## [Work item]
In the entries below, count every line with the word "struct". Return only the count.
______
//! GLSL built-ins the stage relies on, with GLSL semantics rather than the
//! Rust standard library's where the two disagree (`sign(0) == 0`,
//! `fract(x) == x - floor(x)`).

use glam::{Vec2, Vec3};

/// Smallest magnitude a denominator may take inside the stage.
pub const EPSILON: f32 = 1e-6;

/// Hermite interpolation between two edges, clamped to `[0, 1]`.
///
/// Coincident edges degrade to a hard step at `edge0`.
pub fn smoothstep(edge0: f32, edge1: f32, x: f32) -> f32 {
    let span = edge1 - edge0;
    if span == 0.0 {
        return if x < edge0 { 0.0 } else { 1.0 };
    }
    let t = ((x - edge0) / span).clamp(0.0, 1.0);
    t * t * (3.0 - 2.0 * t)
}

/// GLSL `sign`: `-1`, `0` or `1`.
pub fn sign(x: f32) -> f32 {
    if x > 0.0 {
        1.0
    } else if x < 0.0 {
        -1.0
    } else {
        0.0
    }
}

pub fn fract(v: Vec2) -> Vec2 {
    v - v.floor()
}

pub fn cos3(v: Vec3) -> Vec3 {
    Vec3::new(v.x.cos(), v.y.cos(), v.z.cos())
}

/// Pushes `x` away from zero so it can be divided by, keeping its sign.
pub fn nonzero(x: f32) -> f32 {
    if x.abs() < EPSILON {
        if x.is_sign_negative() {
            -EPSILON
        } else {
            EPSILON
        }
    } else {
        x
    }
}

/// `a.x*b.x - a.y*b.y`, used by the rhombus field.
pub fn ndot(a: Vec2, b: Vec2) -> f32 {
    a.x * b.x - a.y * b.y
}

#[cfg(test)]
mod tests {
    use super::*;
    use approx::assert_abs_diff_eq;

    #[test]
    fn smoothstep_matches_glsl() {
        assert_eq!(smoothstep(0.0, 1.0, -1.0), 0.0);
        assert_eq!(smoothstep(0.0, 1.0, 2.0), 1.0);
        assert_abs_diff_eq!(smoothstep(0.0, 1.0, 0.5), 0.5, epsilon = 1e-6);
        assert_abs_diff_eq!(smoothstep(-0.5, 1.0, 0.25), 0.5, epsilon = 1e-6);
        assert_eq!(smoothstep(0.3, 0.3, 0.2), 0.0);
        assert_eq!(smoothstep(0.3, 0.3, 0.3), 1.0);
    }

    #[test]
    fn sign_is_zero_at_zero() {
        assert_eq!(sign(0.0), 0.0);
        assert_eq!(sign(-0.0), 0.0);
        assert_eq!(sign(3.5), 1.0);
        assert_eq!(sign(-0.1), -1.0);
    }

    #[test]
    fn fract_wraps_negative_values_upwards() {
        let wrapped = fract(Vec2::new(-0.25, 1.75));
        assert_abs_diff_eq!(wrapped.x, 0.75, epsilon = 1e-6);
        assert_abs_diff_eq!(wrapped.y, 0.75, epsilon = 1e-6);
    }

    #[test]
    fn nonzero_keeps_sign() {
        assert_eq!(nonzero(0.0), EPSILON);
        assert_eq!(nonzero(-1e-9), -EPSILON);
        assert_eq!(nonzero(0.5), 0.5);
    }
}
use std::fmt;
use std::ops::BitOr;

use glam::Vec2;

use crate::runtime::TimeSample;

/// Set of uniforms a fragment stage reads or a host binds.
#[derive(Debug, Clone, Copy, PartialEq, Eq, Default)]
pub struct UniformSet {
    bits: u8,
}

impl UniformSet {
    pub const EMPTY: UniformSet = UniformSet { bits: 0 };
    pub const RESOLUTION: UniformSet = UniformSet { bits: 1 };
    pub const TIME: UniformSet = UniformSet { bits: 1 << 1 };
    pub const MOUSE: UniformSet = UniformSet { bits: 1 << 2 };
    pub const FADE: UniformSet = UniformSet { bits: 1 << 3 };

    const NAMED: [(UniformSet, &'static str); 4] = [
        (UniformSet::RESOLUTION, "resolution"),
        (UniformSet::TIME, "time"),
        (UniformSet::MOUSE, "mouse"),
        (UniformSet::FADE, "fade"),
    ];

    pub fn contains(self, other: UniformSet) -> bool {
        self.bits & other.bits == other.bits
    }

    pub fn is_empty(self) -> bool {
        self.bits == 0
    }

    /// Members of `self` that `bound` does not provide.
    pub fn missing_from(self, bound: UniformSet) -> UniformSet {
        UniformSet {
            bits: self.bits & !bound.bits,
        }
    }

    pub fn names(self) -> impl Iterator<Item = &'static str> {
        Self::NAMED
            .into_iter()
            .filter(move |(flag, _)| self.contains(*flag))
            .map(|(_, name)| name)
    }
}

impl BitOr for UniformSet {
    type Output = UniformSet;

    fn bitor(self, rhs: Self) -> Self::Output {
        UniformSet {
            bits: self.bits | rhs.bits,
        }
    }
}

impl fmt::Display for UniformSet {
    fn fmt(&self, f: &mut fmt::Formatter<'_>) -> fmt::Result {
        if self.is_empty() {
            return f.write_str("none");
        }
        let names: Vec<_> = self.names().collect();
        f.write_str(&names.join(", "))
    }
}

/// Typed per-frame inputs handed to the fragment stage.
#[derive(Debug, Clone, Copy, PartialEq)]
pub struct FrameUniforms {
    /// Viewport size in pixels.
    pub resolution: Vec2,
    /// Seconds since the clock started.
    pub time: f32,
    pub time_delta: f32,
    pub frame: u64,
    /// Pointer position in pixels, bottom-left origin.
    pub mouse: Option<Vec2>,
    pub fade: Option<f32>,
}

impl FrameUniforms {
    pub fn new(width: u32, height: u32) -> Self {
        Self {
            resolution: Vec2::new(width as f32, height as f32),
            time: 0.0,
            time_delta: 0.0,
            frame: 0,
            mouse: None,
            fade: None,
        }
    }

    /// Advances to `sample`. The clock never runs backwards: an earlier sample
    /// keeps the current time and reports a zero delta.
    pub fn update_time(&mut self, sample: TimeSample) {
        let first = sample.frame_index == 0;
        let seconds = if first {
            sample.seconds
        } else {
            sample.seconds.max(self.time)
        };
        self.time_delta = if first { 0.0 } else { seconds - self.time };
        self.time = seconds;
        self.frame = sample.frame_index;
    }

    pub fn with_time(mut self, seconds: f32) -> Self {
        self.time = seconds;
        self
    }

    pub fn with_fade(mut self, fade: f32) -> Self {
        self.fade = Some(fade);
        self
    }

    pub fn with_mouse(mut self, mouse: Vec2) -> Self {
        self.mouse = Some(mouse);
        self
    }

    /// Uniforms currently carrying a value.
    pub fn bound(&self) -> UniformSet {
        let mut set = UniformSet::RESOLUTION | UniformSet::TIME;
        if self.mouse.is_some() {
            set = set | UniformSet::MOUSE;
        }
        if self.fade.is_some() {
            set = set | UniformSet::FADE;
        }
        set
    }

    pub fn normalize(&self, frag_coord: Vec2) -> Vec2 {
        normalized_coordinate(frag_coord, self.resolution)
    }
}

/// Maps a pixel coordinate to aspect-correct screen space where the
/// viewport's vertical extent spans `[-1, 1]`.
///
/// A zero (or sub-pixel) height is treated as one pixel.
pub fn normalized_coordinate(frag_coord: Vec2, resolution: Vec2) -> Vec2 {
    (frag_coord * 2.0 - resolution) / resolution.y.max(1.0)
}

#[cfg(test)]
mod tests {
    use super::*;

    #[test]
    fn normalizes_center_to_origin() {
        let uv = normalized_coordinate(Vec2::new(50.0, 25.0), Vec2::new(100.0, 50.0));
        assert_eq!(uv, Vec2::ZERO);
        let corner = normalized_coordinate(Vec2::ZERO, Vec2::new(2.0, 2.0));
        assert_eq!(corner, Vec2::new(-1.0, -1.0));
    }

    #[test]
    fn zero_height_resolution_is_clamped() {
        let uv = normalized_coordinate(Vec2::new(3.0, 0.0), Vec2::new(4.0, 0.0));
        assert!(uv.is_finite());
        assert_eq!(uv, Vec2::new(2.0, 0.0));
    }

    #[test]
    fn update_time_is_monotonic() {
        let mut uniforms = FrameUniforms::new(4, 4);
        uniforms.update_time(TimeSample::new(1.0, 0));
        assert_eq!(uniforms.time_delta, 0.0);
        uniforms.update_time(TimeSample::new(1.5, 1));
        assert_eq!(uniforms.time, 1.5);
        assert_eq!(uniforms.time_delta, 0.5);
        uniforms.update_time(TimeSample::new(1.2, 2));
        assert_eq!(uniforms.time, 1.5);
        assert_eq!(uniforms.time_delta, 0.0);
        assert_eq!(uniforms.frame, 2);
    }

    #[test]
    fn bound_set_tracks_optional_uniforms() {
        let base = FrameUniforms::new(2, 2);
        assert_eq!(base.bound(), UniformSet::RESOLUTION | UniformSet::TIME);
        let full = base.with_fade(0.5).with_mouse(Vec2::ONE);
        assert!(full.bound().contains(UniformSet::FADE | UniformSet::MOUSE));
    }

    #[test]
    fn reports_missing_uniform_names() {
        let required = UniformSet::RESOLUTION | UniformSet::TIME | UniformSet::FADE;
        let bound = UniformSet::RESOLUTION | UniformSet::TIME;
        let missing = required.missing_from(bound);
        assert_eq!(missing, UniformSet::FADE);
        assert_eq!(missing.to_string(), "fade");
        assert!(required.missing_from(required).is_empty());
        assert_eq!(UniformSet::EMPTY.to_string(), "none");
    }
}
______
## [Written solution]
2